■ **EXERCISE**
Could you return every line of the records below that contains the word "RunningStatus"?

■ **RECORDS SUPPLIED**
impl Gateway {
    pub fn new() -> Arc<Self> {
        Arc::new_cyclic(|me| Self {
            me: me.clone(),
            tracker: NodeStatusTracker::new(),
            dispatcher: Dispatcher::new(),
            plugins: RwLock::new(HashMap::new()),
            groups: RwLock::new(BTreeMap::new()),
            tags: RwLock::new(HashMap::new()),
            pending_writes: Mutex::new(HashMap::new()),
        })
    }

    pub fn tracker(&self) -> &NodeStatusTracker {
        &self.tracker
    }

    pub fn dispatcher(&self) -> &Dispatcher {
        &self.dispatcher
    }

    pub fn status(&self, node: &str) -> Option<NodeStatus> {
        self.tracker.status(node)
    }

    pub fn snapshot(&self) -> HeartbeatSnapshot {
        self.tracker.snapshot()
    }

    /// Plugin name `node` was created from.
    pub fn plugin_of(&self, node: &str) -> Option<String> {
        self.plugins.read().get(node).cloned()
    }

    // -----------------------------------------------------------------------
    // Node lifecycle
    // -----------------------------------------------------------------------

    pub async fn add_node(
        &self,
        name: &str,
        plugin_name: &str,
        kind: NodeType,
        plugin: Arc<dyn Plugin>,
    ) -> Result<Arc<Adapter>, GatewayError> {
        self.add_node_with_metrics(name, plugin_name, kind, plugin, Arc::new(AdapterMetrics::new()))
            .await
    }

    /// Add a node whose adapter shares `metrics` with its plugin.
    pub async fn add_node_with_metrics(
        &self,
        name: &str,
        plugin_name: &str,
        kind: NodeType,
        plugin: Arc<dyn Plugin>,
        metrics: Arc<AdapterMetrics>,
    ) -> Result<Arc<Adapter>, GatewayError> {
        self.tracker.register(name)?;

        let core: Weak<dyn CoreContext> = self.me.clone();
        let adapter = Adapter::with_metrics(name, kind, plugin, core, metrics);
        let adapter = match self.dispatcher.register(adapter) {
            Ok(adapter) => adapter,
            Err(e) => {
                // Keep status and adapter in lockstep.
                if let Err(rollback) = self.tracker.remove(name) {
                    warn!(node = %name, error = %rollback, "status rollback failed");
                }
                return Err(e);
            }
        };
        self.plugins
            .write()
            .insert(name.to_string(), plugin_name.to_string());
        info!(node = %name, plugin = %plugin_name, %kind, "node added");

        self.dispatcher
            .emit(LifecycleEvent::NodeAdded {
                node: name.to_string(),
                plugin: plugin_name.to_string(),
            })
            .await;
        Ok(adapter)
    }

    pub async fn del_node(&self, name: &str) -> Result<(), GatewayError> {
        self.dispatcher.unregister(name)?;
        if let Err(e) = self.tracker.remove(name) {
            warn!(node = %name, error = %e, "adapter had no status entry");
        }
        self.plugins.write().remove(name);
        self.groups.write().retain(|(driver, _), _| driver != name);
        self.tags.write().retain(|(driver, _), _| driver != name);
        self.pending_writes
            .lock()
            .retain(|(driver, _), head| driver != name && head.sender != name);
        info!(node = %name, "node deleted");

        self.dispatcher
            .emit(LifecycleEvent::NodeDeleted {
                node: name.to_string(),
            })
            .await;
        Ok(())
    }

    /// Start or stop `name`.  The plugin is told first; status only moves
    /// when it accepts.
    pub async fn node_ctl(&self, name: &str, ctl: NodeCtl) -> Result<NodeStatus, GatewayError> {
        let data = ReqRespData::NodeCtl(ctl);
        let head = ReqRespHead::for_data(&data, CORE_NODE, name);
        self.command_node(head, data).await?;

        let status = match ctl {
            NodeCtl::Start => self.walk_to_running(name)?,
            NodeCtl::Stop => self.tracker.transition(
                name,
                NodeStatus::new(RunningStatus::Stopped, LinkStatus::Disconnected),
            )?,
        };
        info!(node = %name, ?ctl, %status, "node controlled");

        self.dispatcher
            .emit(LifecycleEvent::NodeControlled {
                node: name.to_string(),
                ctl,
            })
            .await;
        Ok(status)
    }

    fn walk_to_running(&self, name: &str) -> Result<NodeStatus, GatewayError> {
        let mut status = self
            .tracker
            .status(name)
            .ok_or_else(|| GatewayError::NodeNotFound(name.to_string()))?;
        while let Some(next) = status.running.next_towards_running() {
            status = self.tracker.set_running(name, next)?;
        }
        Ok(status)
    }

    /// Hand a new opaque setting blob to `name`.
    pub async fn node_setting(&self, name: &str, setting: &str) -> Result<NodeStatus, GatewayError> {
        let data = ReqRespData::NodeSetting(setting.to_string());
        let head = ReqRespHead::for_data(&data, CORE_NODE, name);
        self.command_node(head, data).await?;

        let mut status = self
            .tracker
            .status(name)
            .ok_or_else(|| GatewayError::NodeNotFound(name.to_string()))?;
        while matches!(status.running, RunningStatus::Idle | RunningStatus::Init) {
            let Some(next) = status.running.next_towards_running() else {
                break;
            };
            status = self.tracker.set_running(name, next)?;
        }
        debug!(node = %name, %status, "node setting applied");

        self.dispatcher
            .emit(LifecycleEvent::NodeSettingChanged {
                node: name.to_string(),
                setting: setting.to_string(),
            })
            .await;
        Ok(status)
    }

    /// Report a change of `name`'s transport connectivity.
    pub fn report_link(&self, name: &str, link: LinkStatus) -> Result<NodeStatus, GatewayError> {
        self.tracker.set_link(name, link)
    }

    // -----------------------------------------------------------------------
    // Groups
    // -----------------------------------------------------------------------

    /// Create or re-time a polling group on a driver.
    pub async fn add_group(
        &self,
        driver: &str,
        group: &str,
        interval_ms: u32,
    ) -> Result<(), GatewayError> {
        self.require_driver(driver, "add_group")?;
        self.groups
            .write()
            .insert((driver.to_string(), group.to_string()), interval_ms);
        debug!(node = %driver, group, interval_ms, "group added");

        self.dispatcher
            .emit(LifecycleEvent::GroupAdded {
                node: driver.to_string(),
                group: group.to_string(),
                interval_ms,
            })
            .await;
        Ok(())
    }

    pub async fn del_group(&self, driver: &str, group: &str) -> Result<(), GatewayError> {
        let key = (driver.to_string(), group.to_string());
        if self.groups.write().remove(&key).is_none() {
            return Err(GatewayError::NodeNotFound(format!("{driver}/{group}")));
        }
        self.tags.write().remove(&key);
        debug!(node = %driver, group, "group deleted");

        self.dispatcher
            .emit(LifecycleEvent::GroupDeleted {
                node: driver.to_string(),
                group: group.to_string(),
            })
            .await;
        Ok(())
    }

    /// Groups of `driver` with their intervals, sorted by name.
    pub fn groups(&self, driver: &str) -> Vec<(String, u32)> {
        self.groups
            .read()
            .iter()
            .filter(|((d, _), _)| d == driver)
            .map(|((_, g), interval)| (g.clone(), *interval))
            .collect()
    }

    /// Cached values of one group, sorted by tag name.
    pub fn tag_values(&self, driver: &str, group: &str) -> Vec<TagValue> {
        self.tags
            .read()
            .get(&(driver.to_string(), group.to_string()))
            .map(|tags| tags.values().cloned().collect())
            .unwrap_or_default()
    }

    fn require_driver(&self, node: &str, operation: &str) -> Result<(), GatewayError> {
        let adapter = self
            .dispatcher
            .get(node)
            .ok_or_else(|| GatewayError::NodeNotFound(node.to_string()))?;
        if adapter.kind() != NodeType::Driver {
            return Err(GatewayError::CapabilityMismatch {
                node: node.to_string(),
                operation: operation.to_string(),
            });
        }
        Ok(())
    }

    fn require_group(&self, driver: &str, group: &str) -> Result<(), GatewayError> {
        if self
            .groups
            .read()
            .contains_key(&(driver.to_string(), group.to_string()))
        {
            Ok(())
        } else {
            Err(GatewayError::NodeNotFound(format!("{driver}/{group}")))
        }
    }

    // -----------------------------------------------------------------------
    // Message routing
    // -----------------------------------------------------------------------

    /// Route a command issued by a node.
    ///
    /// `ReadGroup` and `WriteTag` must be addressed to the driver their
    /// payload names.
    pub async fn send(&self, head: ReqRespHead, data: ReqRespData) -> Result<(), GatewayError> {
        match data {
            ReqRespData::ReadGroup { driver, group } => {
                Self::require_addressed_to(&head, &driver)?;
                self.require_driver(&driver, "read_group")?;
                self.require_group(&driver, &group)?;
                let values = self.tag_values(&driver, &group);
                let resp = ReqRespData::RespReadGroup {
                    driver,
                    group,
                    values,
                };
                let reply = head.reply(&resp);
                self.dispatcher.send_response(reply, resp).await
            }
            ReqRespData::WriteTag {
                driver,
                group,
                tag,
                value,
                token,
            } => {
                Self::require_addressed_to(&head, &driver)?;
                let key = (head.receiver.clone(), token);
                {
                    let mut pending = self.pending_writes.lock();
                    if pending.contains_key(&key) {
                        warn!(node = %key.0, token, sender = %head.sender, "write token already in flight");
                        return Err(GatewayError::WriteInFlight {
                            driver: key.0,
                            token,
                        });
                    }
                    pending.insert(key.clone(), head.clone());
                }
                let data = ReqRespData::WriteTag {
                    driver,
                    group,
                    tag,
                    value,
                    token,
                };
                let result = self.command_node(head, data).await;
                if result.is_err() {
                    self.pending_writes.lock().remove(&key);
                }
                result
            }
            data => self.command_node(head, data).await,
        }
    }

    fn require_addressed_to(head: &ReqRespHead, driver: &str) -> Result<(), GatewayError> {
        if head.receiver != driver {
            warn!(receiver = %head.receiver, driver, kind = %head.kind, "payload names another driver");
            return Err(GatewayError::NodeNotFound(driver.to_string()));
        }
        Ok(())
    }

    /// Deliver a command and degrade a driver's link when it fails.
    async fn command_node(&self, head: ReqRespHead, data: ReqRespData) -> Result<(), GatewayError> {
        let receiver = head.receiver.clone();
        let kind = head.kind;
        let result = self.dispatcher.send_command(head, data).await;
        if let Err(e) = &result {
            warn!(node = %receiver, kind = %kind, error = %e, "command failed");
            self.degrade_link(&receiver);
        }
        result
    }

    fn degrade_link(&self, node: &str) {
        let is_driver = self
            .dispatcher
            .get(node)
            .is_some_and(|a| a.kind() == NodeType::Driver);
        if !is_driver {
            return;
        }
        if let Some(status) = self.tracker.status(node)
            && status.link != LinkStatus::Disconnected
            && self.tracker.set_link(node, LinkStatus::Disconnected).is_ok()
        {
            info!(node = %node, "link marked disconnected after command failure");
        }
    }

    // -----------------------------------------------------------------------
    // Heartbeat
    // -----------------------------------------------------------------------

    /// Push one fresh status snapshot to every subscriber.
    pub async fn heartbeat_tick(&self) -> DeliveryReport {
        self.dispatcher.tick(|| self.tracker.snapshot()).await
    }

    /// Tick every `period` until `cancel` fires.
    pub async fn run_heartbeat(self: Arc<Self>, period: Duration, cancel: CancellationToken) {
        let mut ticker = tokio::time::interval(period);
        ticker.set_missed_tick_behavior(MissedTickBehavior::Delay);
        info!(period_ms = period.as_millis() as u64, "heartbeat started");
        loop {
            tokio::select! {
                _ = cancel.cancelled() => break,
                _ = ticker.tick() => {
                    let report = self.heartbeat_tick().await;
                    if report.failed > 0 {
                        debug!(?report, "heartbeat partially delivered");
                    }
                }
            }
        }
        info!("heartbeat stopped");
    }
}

■ **PROBLEM SOLUTION**
                NodeStatus::new(RunningStatus::Stopped, LinkStatus::Disconnected),
        while matches!(status.running, RunningStatus::Idle | RunningStatus::Init) {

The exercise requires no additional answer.